What is diabetes?
Diabetes is a group of diseases marked by high levels of blood glucose resulting from defects in insulin production, insulin action, or both. Diabetes can lead to serious complications and premature death, but people with diabetes can take steps to control the disease and lower the risk of complications.
Types of diabetes
Type 1 diabetes was previously called insulin-dependent diabetes mellitus (IDDM) or juvenile-onset diabetes. Type 1 diabetes develops when the body's immune system destroys pancreatic beta cells, the only cells in the body that make the hormone insulin that regulates blood glucose. To survive, people with type 1 diabetes must have insulin delivered by injection or a pump.
This form of diabetes usually strikes children and young adults, although disease onset can occur at any age. In adults, type 1 diabetes accounts for five to 10 percent of all diagnosed cases of diabetes. Risk factors for type 1 diabetes may be autoimmune, genetic, or environmental. There is no known way to prevent type 1 diabetes.
Type 2 diabetes was previously called non-insulin-dependent diabetes mellitus (NIDDM) or adult onset diabetes. In adults, type 2 diabetes accounts for about 90 to 95 percent of all diagnosed cases of diabetes. It usually begins as insulin resistance, a disorder in which the cells do not use insulin properly. As the need for insulin rises, the pancreas gradually loses its ability to produce it. Type 2 diabetes is associated with older age, obesity, family history of diabetes, history of gestational diabetes, impaired glucose metabolism, physical inactivity, and race/ethnicity. Type 2 diabetes in children and adolescents, although still rare, is being diagnosed more frequently.
Gestational diabetes is a form of glucose intolerance diagnosed during pregnancy. Gestational diabetes occurs more frequently among African Americans, Hispanic/Latino Americans, and American Indians. It is also more common among obese women and women with a family history of diabetes.
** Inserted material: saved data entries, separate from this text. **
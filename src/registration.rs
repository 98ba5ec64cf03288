//! Rigid registration updater
//!
//! Refines the rigid parameters of every projected observation against the
//! current (fixed) effective image `b ⊙ y` by Levenberg-Marquardt damped
//! Gauss-Newton on `τ/2 Σ m (A_q e - x)²`. The Jacobian comes from the
//! analytic chain rule through trilinear interpolation. Rejected steps
//! increase the damping and are retried.

use nalgebra::{DMatrix, DVector};

use crate::channel::{Channel, Observation};
use crate::config::MeanCorrection;
use crate::error::Result;
use crate::hessian::update_hessian;
use crate::parallel::{collect_results, WorkerPool};
use crate::projection::{active_parameters, remove_mean, N_RIGID};

const LM_INITIAL_DAMPING: f64 = 1e-3;
const LM_DAMPING_FACTOR: f64 = 10.0;
const LM_MAX_DAMPING: f64 = 1e6;
/// Retries with increased damping before an iteration gives up
const LM_MAX_RETRIES: usize = 6;

/// Outcome of refining one observation
#[derive(Debug, Clone, Copy, PartialEq)]
pub struct RigidStep {
    pub cost_before: f64,
    pub cost_after: f64,
    pub accepted: usize,
}

/// Data cost of one observation under its current geometry and mask
fn observation_cost(obs: &Observation, e: &[f64], buf: &mut [f64]) -> Result<f64> {
    Ok(0.5 * obs.tau() * obs.residual(e, buf)?)
}

/// Gradient and Gauss-Newton Hessian of the data cost over all six parameters
fn normal_equations(obs: &Observation, e: &[f64]) -> Result<([f64; N_RIGID], [[f64; N_RIGID]; N_RIGID], f64)> {
    let mut g = [0.0; N_RIGID];
    let mut h = [[0.0; N_RIGID]; N_RIGID];
    let mut cost = 0.0;
    let Some(p) = obs.projector() else {
        return Ok((g, h, cost));
    };
    let x = obs.data().read()?;
    let mask = obs.mask();
    let tau = obs.tau();
    p.linearize(e, |v, pred, jac| {
        if mask[v] == 0 {
            return;
        }
        let r = pred - x[v];
        cost += 0.5 * tau * r * r;
        for a in 0..N_RIGID {
            g[a] += tau * r * jac[a];
            for b in a..N_RIGID {
                h[a][b] += tau * jac[a] * jac[b];
            }
        }
    });
    for a in 0..N_RIGID {
        for b in 0..a {
            h[a][b] = h[b][a];
        }
    }
    Ok((g, h, cost))
}

/// Refine one observation's rigid parameters
///
/// # Arguments
/// * `obs` - Observation with a projector (identity observations are left alone)
/// * `e` - Effective image `b ⊙ y` on the reconstruction lattice
/// * `active` - Indices of parameters allowed to move
/// * `iterations` - Gauss-Newton iterations
pub fn update_observation_rigid(
    obs: &mut Observation,
    e: &[f64],
    active: &[usize],
    iterations: usize,
) -> Result<RigidStep> {
    let mut buf = vec![0.0; obs.mask().len()];
    let cost_before = observation_cost(obs, e, &mut buf)?;
    let mut step = RigidStep { cost_before, cost_after: cost_before, accepted: 0 };
    if obs.is_identity() || active.is_empty() {
        return Ok(step);
    }

    let na = active.len();
    let mut damping = LM_INITIAL_DAMPING;
    for _ in 0..iterations {
        let (g, h, cost0) = normal_equations(obs, e)?;
        let q0 = match obs.projector() {
            Some(p) => p.rigid(),
            None => break,
        };

        let gs = DVector::from_iterator(na, active.iter().map(|&a| -g[a]));
        let max_diag = active.iter().map(|&a| h[a][a]).fold(0.0f64, f64::max);
        if !(max_diag > 0.0) {
            break;
        }

        let mut improved = false;
        for _ in 0..LM_MAX_RETRIES {
            let mut hs = DMatrix::from_fn(na, na, |r, c| h[active[r]][active[c]]);
            for d in 0..na {
                hs[(d, d)] += damping * hs[(d, d)] + 1e-12 * max_diag;
            }
            let delta = match hs.clone().cholesky() {
                Some(ch) => ch.solve(&gs),
                None => match hs.lu().solve(&gs) {
                    Some(d) => d,
                    None => {
                        log::debug!("rigid normal equations are singular, keeping parameters");
                        break;
                    }
                },
            };

            let mut q = q0;
            for (i, &a) in active.iter().enumerate() {
                q[a] += delta[i];
            }
            if let Some(p) = obs.projector_mut() {
                p.set_rigid(q);
            }
            let cost = observation_cost(obs, e, &mut buf)?;
            if cost < cost0 {
                damping = (damping / LM_DAMPING_FACTOR).max(1e-9);
                step.cost_after = cost;
                step.accepted += 1;
                improved = true;
                break;
            }
            if let Some(p) = obs.projector_mut() {
                p.set_rigid(q0);
            }
            damping *= LM_DAMPING_FACTOR;
            if damping > LM_MAX_DAMPING {
                break;
            }
        }
        if !improved {
            break;
        }
    }

    obs.refresh_mask();
    Ok(step)
}

/// Summary of one rigid update over all channels
#[derive(Debug, Clone, Copy, Default, PartialEq)]
pub struct RigidReport {
    pub observations: usize,
    pub accepted: usize,
    pub cost_before: f64,
    pub cost_after: f64,
}

/// Rigid update of every projected observation, followed by mean correction
/// and Hessian recomputation
pub fn update_rigid(
    channels: &mut [Channel],
    pool: &WorkerPool,
    iterations: usize,
    correction: MeanCorrection,
) -> Result<RigidReport> {
    let steps = collect_results(pool.map_mut(channels, |_, ch| -> Result<Vec<RigidStep>> {
        let e = ch.effective_image()?;
        let active = active_parameters(ch.lattice().is_2d());
        ch.observations_mut()
            .iter_mut()
            .filter(|o| !o.is_identity())
            .map(|o| update_observation_rigid(o, &e, active, iterations))
            .collect()
    }))?;

    let mut report = RigidReport::default();
    for s in steps.iter().flatten() {
        report.observations += 1;
        report.accepted += s.accepted;
        report.cost_before += s.cost_before;
        report.cost_after += s.cost_after;
    }

    apply_mean_correction(channels, correction);

    collect_results(pool.map_mut(channels, |_, ch| {
        for obs in ch.observations_mut() {
            obs.refresh_mask();
        }
        update_hessian(ch)
    }))?;

    Ok(report)
}

/// Remove the mean rigid drift over the configured group of observations.
/// Groups with fewer than two projected observations are left alone.
pub fn apply_mean_correction(channels: &mut [Channel], correction: MeanCorrection) {
    let groups: Vec<Vec<usize>> = match correction {
        MeanCorrection::None => return,
        MeanCorrection::Global => vec![(0..channels.len()).collect()],
        MeanCorrection::PerChannel => (0..channels.len()).map(|c| vec![c]).collect(),
    };

    for group in groups {
        let mut params: Vec<[f64; N_RIGID]> = Vec::new();
        for &c in &group {
            params.extend(channels[c].observations().iter().filter_map(|o| o.projector().map(|p| p.rigid())));
        }
        if params.len() < 2 {
            continue;
        }
        remove_mean(&mut params);
        let mut it = params.into_iter();
        for &c in &group {
            for obs in channels[c].observations_mut() {
                if let Some(p) = obs.projector_mut() {
                    if let Some(q) = it.next() {
                        p.set_rigid(q);
                    }
                }
            }
        }
    }
}

#[cfg(test)]
mod tests {
    use super::*;
    use crate::projection::{Projector, SliceProfile};
    use crate::volume::{Lattice, StorageKind, Volume};

    fn blob(lat: &Lattice) -> Vec<f64> {
        let [nx, ny, nz] = lat.dims;
        let mut y = vec![0.0; lat.n_voxels()];
        let c1 = [nx as f64 * 0.45, ny as f64 * 0.5, nz as f64 * 0.5];
        let c2 = [nx as f64 * 0.65, ny as f64 * 0.35, nz as f64 * 0.55];
        for k in 0..nz {
            for j in 0..ny {
                for i in 0..nx {
                    let p = [i as f64, j as f64, k as f64];
                    let d1: f64 = (0..3).map(|d| (p[d] - c1[d]).powi(2)).sum();
                    let d2: f64 = (0..3).map(|d| (p[d] - c2[d]).powi(2)).sum();
                    y[i + j * nx + k * nx * ny] = 0.1 + (-d1 / 18.0).exp() + 0.6 * (-d2 / 6.0).exp();
                }
            }
        }
        y
    }

    fn observation(lat: &Lattice, y: &[f64], q_true: [f64; N_RIGID]) -> Observation {
        let mut p = Projector::new(lat, lat, SliceProfile::none()).unwrap();
        p.set_rigid(q_true);
        let mut data = vec![0.0; lat.n_voxels()];
        p.forward(y, &mut data);
        p.set_rigid([0.0; N_RIGID]);
        let mut obs = Observation::new(Volume::in_memory(lat.clone(), data).unwrap(), Some(p)).unwrap();
        obs.set_tau(100.0);
        obs
    }

    fn param_error(a: &[f64; N_RIGID], b: &[f64; N_RIGID]) -> f64 {
        // rotations weighted by a typical lever arm of 10 mm
        (0..N_RIGID)
            .map(|k| {
                let s = if k < 3 { 1.0 } else { 10.0 };
                (s * (a[k] - b[k])).powi(2)
            })
            .sum::<f64>()
            .sqrt()
    }

    #[test]
    fn test_recovers_known_shift_3d() {
        let lat = Lattice::from_voxel_size([18, 18, 16], [1.0; 3], [0.0; 3]);
        let y = blob(&lat);
        let q_true = [0.6, -0.4, 0.3, 0.02, -0.03, 0.04];
        let mut obs = observation(&lat, &y, q_true);

        let initial = param_error(&[0.0; N_RIGID], &q_true);
        let step = update_observation_rigid(&mut obs, &y, active_parameters(false), 10).unwrap();
        assert!(step.accepted > 0);
        assert!(step.cost_after < step.cost_before);

        let q = obs.projector().unwrap().rigid();
        let err = param_error(&q, &q_true);
        assert!(err < 0.5 * initial, "error {} should drop below half of {} (q = {:?})", err, initial, q);
    }

    #[test]
    fn test_planar_only_moves_in_plane_parameters() {
        let lat = Lattice::from_voxel_size([24, 24, 1], [1.0; 3], [0.0; 3]);
        let y = blob(&lat);
        let q_true = [0.7, -0.5, 0.0, 0.0, 0.0, 0.05];
        let mut obs = observation(&lat, &y, q_true);

        let initial = param_error(&[0.0; N_RIGID], &q_true);
        update_observation_rigid(&mut obs, &y, active_parameters(true), 10).unwrap();
        let q = obs.projector().unwrap().rigid();
        assert_eq!(q[2], 0.0);
        assert_eq!(q[3], 0.0);
        assert_eq!(q[4], 0.0);
        assert!(param_error(&q, &q_true) < 0.5 * initial, "q = {:?}", q);
    }

    #[test]
    fn test_mean_correction_modes() {
        let lat = Lattice::from_voxel_size([6, 6, 6], [1.0; 3], [0.0; 3]);
        let y = vec![1.0; lat.n_voxels()];
        let make = |shift: f64| {
            let mut o = observation(&lat, &y, [0.0; N_RIGID]);
            o.projector_mut().unwrap().set_rigid([shift, 0.0, 0.0, 0.0, 0.0, 0.0]);
            o
        };
        let build = |shifts: Vec<Vec<f64>>| -> Vec<Channel> {
            shifts
                .into_iter()
                .enumerate()
                .map(|(c, s)| {
                    let obs = s.iter().map(|&v| make(v)).collect();
                    Channel::new(format!("c{}", c), obs, &lat, y.clone(), &StorageKind::InMemory).unwrap()
                })
                .collect()
        };
        let tx = |chs: &[Channel]| -> Vec<f64> {
            chs.iter()
                .flat_map(|c| c.observations().iter().map(|o| o.projector().unwrap().rigid()[0]))
                .collect()
        };

        let mut global = build(vec![vec![1.0], vec![3.0]]);
        apply_mean_correction(&mut global, MeanCorrection::Global);
        assert_eq!(tx(&global), vec![-1.0, 1.0]);

        // single observation per channel: nothing to correct
        let mut per = build(vec![vec![1.0], vec![3.0]]);
        apply_mean_correction(&mut per, MeanCorrection::PerChannel);
        assert_eq!(tx(&per), vec![1.0, 3.0]);

        let mut per = build(vec![vec![1.0, 2.0], vec![3.0]]);
        apply_mean_correction(&mut per, MeanCorrection::PerChannel);
        assert_eq!(tx(&per), vec![-0.5, 0.5, 3.0]);
    }
}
During pregnancy, gestational diabetes requires treatment to normalize maternal blood glucose levels to avoid complications in the infant.
Other types of diabetes result from specific genetic conditions (such as maturity-onset diabetes of youth), surgery, medications, infections, pancreatic disease, and other illnesses.
Diabetes can lead to serious complications, such as blindness, kidney damage, cardiovascular disease, and lower-limb amputations, but people with diabetes can lower the occurrence of these and other diabetes complications by controlling blood glucose, blood pressure, and blood lipids.
• Many people with type 2 diabetes can control their blood glucose by following a healthy meal plan and exercise program, losing excess weight, and taking oral medication. Some people with type 2 diabetes may also need insulin to control their blood glucose.
• To survive, people with type 1 diabetes must have insulin delivered by injection or a pump.
• Among adults with diagnosed diabetes (type 1 or type 2), 14 percent take insulin only, 13 percent take both insulin and oral medication, 57 percent take oral medication only, and 16 percent do not take either insulin or oral medication.
• Many people with diabetes also need to take medications to control their cholesterol and blood pressure.
• Self-management education or training is a key step in improving health outcomes and quality of life.